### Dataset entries
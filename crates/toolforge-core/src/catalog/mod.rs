//! The element catalog: a fixed, ordered registry of element specifications.
//!
//! The catalog is built once at startup from the closed builtin list (see
//! [`builtin::builtin_catalog`]) and exposed read-only behind an `Arc`
//! thereafter. It is deliberately not a mutable global: every consumer gets
//! accessors, nobody gets to re-register specs mid-flight.

pub mod builtin;

use std::collections::HashMap;

use serde_json::{Map, Value, json};

use toolforge_types::element::ElementSpec;
use toolforge_types::error::CompositionError;

// ---------------------------------------------------------------------------
// ConfigViolation
// ---------------------------------------------------------------------------

/// One problem found while validating an instance config against a spec's
/// schema. An empty violation list means the config is valid.
#[derive(Debug, Clone, PartialEq, Eq)]
pub struct ConfigViolation {
    /// Name of the offending field.
    pub field: String,
    /// Human-readable reason.
    pub reason: String,
}

impl std::fmt::Display for ConfigViolation {
    fn fmt(&self, f: &mut std::fmt::Formatter<'_>) -> std::fmt::Result {
        write!(f, "{}: {}", self.field, self.reason)
    }
}

// ---------------------------------------------------------------------------
// ElementCatalog
// ---------------------------------------------------------------------------

/// Ordered, read-only registry of [`ElementSpec`]s.
///
/// Registration order is preserved; `all()` and the catalog export iterate
/// in that order so the generation prompt is stable across runs.
#[derive(Debug, Default)]
pub struct ElementCatalog {
    order: Vec<String>,
    specs: HashMap<String, ElementSpec>,
}

impl ElementCatalog {
    /// Create an empty catalog. Production code uses
    /// [`builtin::builtin_catalog`]; this exists for tests and tooling.
    pub fn new() -> Self {
        Self::default()
    }

    /// Register a spec. Idempotent: re-registering an id overwrites the
    /// prior spec and keeps its original position in the ordering.
    pub fn register(&mut self, spec: ElementSpec) {
        if !self.specs.contains_key(&spec.id) {
            self.order.push(spec.id.clone());
        }
        self.specs.insert(spec.id.clone(), spec);
    }

    /// Look up a spec by id.
    pub fn get(&self, id: &str) -> Option<&ElementSpec> {
        self.specs.get(id)
    }

    /// All specs in registration order.
    pub fn all(&self) -> Vec<&ElementSpec> {
        self.order.iter().filter_map(|id| self.specs.get(id)).collect()
    }

    /// Specs in the given category, in registration order.
    pub fn by_category(&self, category: &str) -> Vec<&ElementSpec> {
        self.all()
            .into_iter()
            .filter(|spec| spec.category == category)
            .collect()
    }

    /// Specs declaring the given action, in registration order.
    pub fn by_action(&self, action: &str) -> Vec<&ElementSpec> {
        self.all()
            .into_iter()
            .filter(|spec| spec.has_action(action))
            .collect()
    }

    /// Case-insensitive substring search over name, description, and use
    /// cases.
    pub fn search(&self, query: &str) -> Vec<&ElementSpec> {
        let needle = query.to_lowercase();
        self.all()
            .into_iter()
            .filter(|spec| {
                spec.name.to_lowercase().contains(&needle)
                    || spec.description.to_lowercase().contains(&needle)
                    || spec
                        .use_cases
                        .iter()
                        .any(|uc| uc.to_lowercase().contains(&needle))
            })
            .collect()
    }

    /// Validate a config map against the spec's declared schema.
    ///
    /// Only declared fields are checked (type, required, enum). Unknown
    /// extra keys are ignored. Returns the list of violations; empty means
    /// valid.
    pub fn validate_config(
        &self,
        id: &str,
        config: &Map<String, Value>,
    ) -> Result<Vec<ConfigViolation>, CompositionError> {
        let spec = self
            .get(id)
            .ok_or_else(|| CompositionError::UnknownElement(id.to_string()))?;

        let mut violations = Vec::new();
        for field in &spec.config_schema {
            let value = match config.get(&field.name) {
                Some(value) => value,
                None => {
                    if field.required && field.default.is_none() {
                        violations.push(ConfigViolation {
                            field: field.name.clone(),
                            reason: "required field is missing".to_string(),
                        });
                    }
                    continue;
                }
            };

            if !field.field_type.matches(value) {
                violations.push(ConfigViolation {
                    field: field.name.clone(),
                    reason: format!("expected {:?} value", field.field_type),
                });
                continue;
            }

            if !field.allowed_values.is_empty() && !field.allowed_values.contains(value) {
                violations.push(ConfigViolation {
                    field: field.name.clone(),
                    reason: format!("value {value} is not one of the allowed values"),
                });
            }
        }
        Ok(violations)
    }

    /// The default config for a spec, built from its schema defaults.
    pub fn default_config(&self, id: &str) -> Result<Map<String, Value>, CompositionError> {
        let spec = self
            .get(id)
            .ok_or_else(|| CompositionError::UnknownElement(id.to_string()))?;

        let mut config = Map::new();
        for field in &spec.config_schema {
            if let Some(default) = &field.default {
                config.insert(field.name.clone(), default.clone());
            }
        }
        Ok(config)
    }

    /// An instance's effective config: spec defaults with the instance's
    /// overrides merged on top.
    pub fn effective_config(
        &self,
        id: &str,
        overrides: &Map<String, Value>,
    ) -> Result<Map<String, Value>, CompositionError> {
        let mut config = self.default_config(id)?;
        for (key, value) in overrides {
            config.insert(key.clone(), value.clone());
        }
        Ok(config)
    }

    /// Serializable catalog export, embedded into the generation prompt so
    /// the service's vocabulary matches exactly what the runtime executes.
    pub fn describe(&self) -> Value {
        let mut entries = Map::new();
        for spec in self.all() {
            entries.insert(
                spec.id.clone(),
                json!({
                    "category": spec.category,
                    "description": spec.description,
                    "config_schema": spec.config_schema,
                    "inputs": spec.inputs,
                    "outputs": spec.outputs,
                    "actions": spec.actions,
                    "use_cases": spec.use_cases,
                }),
            );
        }
        Value::Object(entries)
    }
}

#[cfg(test)]
mod tests {
    use super::*;
    use toolforge_types::element::{ConfigField, FieldType, Size};

    fn minimal_spec(id: &str, category: &str) -> ElementSpec {
        ElementSpec {
            id: id.to_string(),
            category: category.to_string(),
            name: id.to_string(),
            description: format!("A {id}"),
            use_cases: vec![],
            config_schema: vec![],
            inputs: vec![],
            outputs: vec![],
            actions: vec![],
            stateful: false,
            realtime: false,
            default_size: Size { width: 4, height: 3 },
        }
    }

    #[test]
    fn register_preserves_order_and_overwrites_idempotently() {
        let mut catalog = ElementCatalog::new();
        catalog.register(minimal_spec("a", "x"));
        catalog.register(minimal_spec("b", "x"));

        let mut replacement = minimal_spec("a", "y");
        replacement.description = "replaced".to_string();
        catalog.register(replacement);

        let all: Vec<&str> = catalog.all().iter().map(|s| s.id.as_str()).collect();
        assert_eq!(all, vec!["a", "b"]);
        assert_eq!(catalog.get("a").unwrap().description, "replaced");
        assert_eq!(catalog.get("a").unwrap().category, "y");
    }

    #[test]
    fn lookup_by_category_and_action() {
        let mut catalog = ElementCatalog::new();
        let mut voting = minimal_spec("poll", "interactive");
        voting.actions = vec!["vote".to_string(), "reset".to_string()];
        catalog.register(voting);
        catalog.register(minimal_spec("banner", "display"));

        assert_eq!(catalog.by_category("interactive").len(), 1);
        assert_eq!(catalog.by_category("display").len(), 1);
        assert_eq!(catalog.by_category("none").len(), 0);
        assert_eq!(catalog.by_action("vote").len(), 1);
        assert_eq!(catalog.by_action("explode").len(), 0);
    }

    #[test]
    fn search_is_case_insensitive_over_name_description_use_cases() {
        let mut catalog = ElementCatalog::new();
        let mut spec = minimal_spec("poll", "interactive");
        spec.name = "Poll".to_string();
        spec.description = "Collect votes from a group".to_string();
        spec.use_cases = vec!["Lunch decisions".to_string()];
        catalog.register(spec);

        assert_eq!(catalog.search("VOTES").len(), 1);
        assert_eq!(catalog.search("lunch").len(), 1);
        assert_eq!(catalog.search("poll").len(), 1);
        assert_eq!(catalog.search("karaoke").len(), 0);
    }

    fn spec_with_schema() -> ElementSpec {
        let mut spec = minimal_spec("poll", "interactive");
        spec.config_schema = vec![
            ConfigField {
                name: "question".to_string(),
                field_type: FieldType::String,
                required: true,
                allowed_values: vec![],
                default: None,
                description: String::new(),
            },
            ConfigField {
                name: "style".to_string(),
                field_type: FieldType::String,
                required: false,
                allowed_values: vec![serde_json::json!("bars"), serde_json::json!("pie")],
                default: Some(serde_json::json!("bars")),
                description: String::new(),
            },
        ];
        spec
    }

    #[test]
    fn validate_config_reports_missing_required_and_bad_types() {
        let mut catalog = ElementCatalog::new();
        catalog.register(spec_with_schema());

        let violations = catalog.validate_config("poll", &Map::new()).unwrap();
        assert_eq!(violations.len(), 1);
        assert_eq!(violations[0].field, "question");

        let mut config = Map::new();
        config.insert("question".to_string(), serde_json::json!(42));
        let violations = catalog.validate_config("poll", &config).unwrap();
        assert_eq!(violations.len(), 1);
        assert!(violations[0].reason.contains("expected"));
    }

    #[test]
    fn validate_config_checks_enum_and_ignores_unknown_keys() {
        let mut catalog = ElementCatalog::new();
        catalog.register(spec_with_schema());

        let mut config = Map::new();
        config.insert("question".to_string(), serde_json::json!("Pizza?"));
        config.insert("style".to_string(), serde_json::json!("sparkles"));
        config.insert("extra_key_nobody_declared".to_string(), serde_json::json!(true));
        let violations = catalog.validate_config("poll", &config).unwrap();
        assert_eq!(violations.len(), 1);
        assert_eq!(violations[0].field, "style");

        config.insert("style".to_string(), serde_json::json!("pie"));
        let violations = catalog.validate_config("poll", &config).unwrap();
        assert!(violations.is_empty());
    }

    #[test]
    fn validate_config_unknown_element_errors() {
        let catalog = ElementCatalog::new();
        let result = catalog.validate_config("ghost", &Map::new());
        assert_eq!(
            result.unwrap_err(),
            CompositionError::UnknownElement("ghost".to_string())
        );
    }

    #[test]
    fn default_and_effective_config() {
        let mut catalog = ElementCatalog::new();
        catalog.register(spec_with_schema());

        let defaults = catalog.default_config("poll").unwrap();
        assert_eq!(defaults["style"], serde_json::json!("bars"));
        assert!(!defaults.contains_key("question"));

        let mut overrides = Map::new();
        overrides.insert("style".to_string(), serde_json::json!("pie"));
        overrides.insert("question".to_string(), serde_json::json!("Pizza?"));
        let effective = catalog.effective_config("poll", &overrides).unwrap();
        assert_eq!(effective["style"], serde_json::json!("pie"));
        assert_eq!(effective["question"], serde_json::json!("Pizza?"));
    }

    #[test]
    fn describe_exports_every_spec() {
        let mut catalog = ElementCatalog::new();
        catalog.register(minimal_spec("a", "x"));
        catalog.register(minimal_spec("b", "y"));

        let export = catalog.describe();
        let entries = export.as_object().unwrap();
        assert_eq!(entries.len(), 2);
        assert_eq!(entries["a"]["category"], "x");
        assert!(entries["b"]["inputs"].as_array().unwrap().is_empty());
    }
}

### WHAT TO PRODUCE
Reproduce only this range: the first line of the data above through the line with "against a spec's", both included, exactly as written.

### YOUR RESPONSE
filename crates/toolforge-core/src/catalog/mod.rs
//! The element catalog: a fixed, ordered registry of element specifications.
//!
//! The catalog is built once at startup from the closed builtin list (see
//! [`builtin::builtin_catalog`]) and exposed read-only behind an `Arc`
//! thereafter. It is deliberately not a mutable global: every consumer gets
//! accessors, nobody gets to re-register specs mid-flight.

pub mod builtin;

use std::collections::HashMap;

use serde_json::{Map, Value, json};

use toolforge_types::element::ElementSpec;
use toolforge_types::error::CompositionError;

// ---------------------------------------------------------------------------
// ConfigViolation
// ---------------------------------------------------------------------------

/// One problem found while validating an instance config against a spec's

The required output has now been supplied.